Exercise brief
The full listing below must be printed exactly, word for word.
··· Input data ···
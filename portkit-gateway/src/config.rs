//! Gateway configuration read from the environment.

use std::{fmt, str::FromStr, time::Duration};

use portkit_http::HttpConfig;

/// Address the gateway listens on when `PORTKIT_LISTEN_ADDR` is unset.
pub const DEFAULT_LISTEN_ADDR: &str = "127.0.0.1:3456";

/// Runtime configuration for the gateway binary.
#[derive(Debug, Clone)]
#[non_exhaustive]
pub struct GatewayConfig {
    /// Socket address to bind, e.g. `"0.0.0.0:8080"`.
    pub listen_addr: String,

    /// Transport limits applied to every route.
    pub http: HttpConfig,
}

impl GatewayConfig {
    /// Read configuration from the process environment.
    ///
    /// - `PORTKIT_LISTEN_ADDR`: bind address (default `127.0.0.1:3456`)
    /// - `PORTKIT_MAX_BODY_BYTES`: request body limit in bytes
    /// - `PORTKIT_REQUEST_TIMEOUT_MS`: per-request deadline in milliseconds
    ///
    /// Unparseable numeric values are ignored with a warning.
    #[must_use]
    pub fn from_env() -> Self {
        Self::from_lookup(|key| std::env::var(key).ok())
    }

    /// Build configuration from an arbitrary key lookup.
    #[must_use]
    pub fn from_lookup(lookup: impl Fn(&str) -> Option<String>) -> Self {
        let listen_addr = lookup("PORTKIT_LISTEN_ADDR").unwrap_or_else(|| DEFAULT_LISTEN_ADDR.to_owned());

        let mut http = HttpConfig::new();
        if let Some(bytes) = parse_var::<usize>(&lookup, "PORTKIT_MAX_BODY_BYTES") {
            http = http.with_max_body_bytes(bytes);
        }
        if let Some(ms) = parse_var::<u64>(&lookup, "PORTKIT_REQUEST_TIMEOUT_MS") {
            http = http.with_request_timeout(Duration::from_millis(ms));
        }

        Self { listen_addr, http }
    }
}

fn parse_var<T>(lookup: &impl Fn(&str) -> Option<String>, key: &str) -> Option<T>
where
    T: FromStr,
    T::Err: fmt::Display,
{
    let raw = lookup(key)?;
    match raw.trim().parse::<T>() {
        Ok(n) => Some(n),
        Err(e) => {
            tracing::warn!(key, value = %raw, error = %e, "ignoring invalid config value");
            None
        }
    }
}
···
Result below
filename portkit-gateway/src/config.rs
//! Gateway configuration read from the environment.

use std::{fmt, str::FromStr, time::Duration};

use portkit_http::HttpConfig;

/// Address the gateway listens on when `PORTKIT_LISTEN_ADDR` is unset.
pub const DEFAULT_LISTEN_ADDR: &str = "127.0.0.1:3456";

/// Runtime configuration for the gateway binary.
#[derive(Debug, Clone)]
#[non_exhaustive]
pub struct GatewayConfig {
    /// Socket address to bind, e.g. `"0.0.0.0:8080"`.
    pub listen_addr: String,

    /// Transport limits applied to every route.
    pub http: HttpConfig,
}

impl GatewayConfig {
    /// Read configuration from the process environment.
    ///
    /// - `PORTKIT_LISTEN_ADDR`: bind address (default `127.0.0.1:3456`)
    /// - `PORTKIT_MAX_BODY_BYTES`: request body limit in bytes
    /// - `PORTKIT_REQUEST_TIMEOUT_MS`: per-request deadline in milliseconds
    ///
    /// Unparseable numeric values are ignored with a warning.
    #[must_use]
    pub fn from_env() -> Self {
        Self::from_lookup(|key| std::env::var(key).ok())
    }

    /// Build configuration from an arbitrary key lookup.
    #[must_use]
    pub fn from_lookup(lookup: impl Fn(&str) -> Option<String>) -> Self {
        let listen_addr = lookup("PORTKIT_LISTEN_ADDR").unwrap_or_else(|| DEFAULT_LISTEN_ADDR.to_owned());

        let mut http = HttpConfig::new();
        if let Some(bytes) = parse_var::<usize>(&lookup, "PORTKIT_MAX_BODY_BYTES") {
            http = http.with_max_body_bytes(bytes);
        }
        if let Some(ms) = parse_var::<u64>(&lookup, "PORTKIT_REQUEST_TIMEOUT_MS") {
            http = http.with_request_timeout(Duration::from_millis(ms));
        }

        Self { listen_addr, http }
    }
}

fn parse_var<T>(lookup: &impl Fn(&str) -> Option<String>, key: &str) -> Option<T>
where
    T: FromStr,
    T::Err: fmt::Display,
{
    let raw = lookup(key)?;
    match raw.trim().parse::<T>() {
        Ok(n) => Some(n),
        Err(e) => {
            tracing::warn!(key, value = %raw, error = %e, "ignoring invalid config value");
            None
        }
    }
}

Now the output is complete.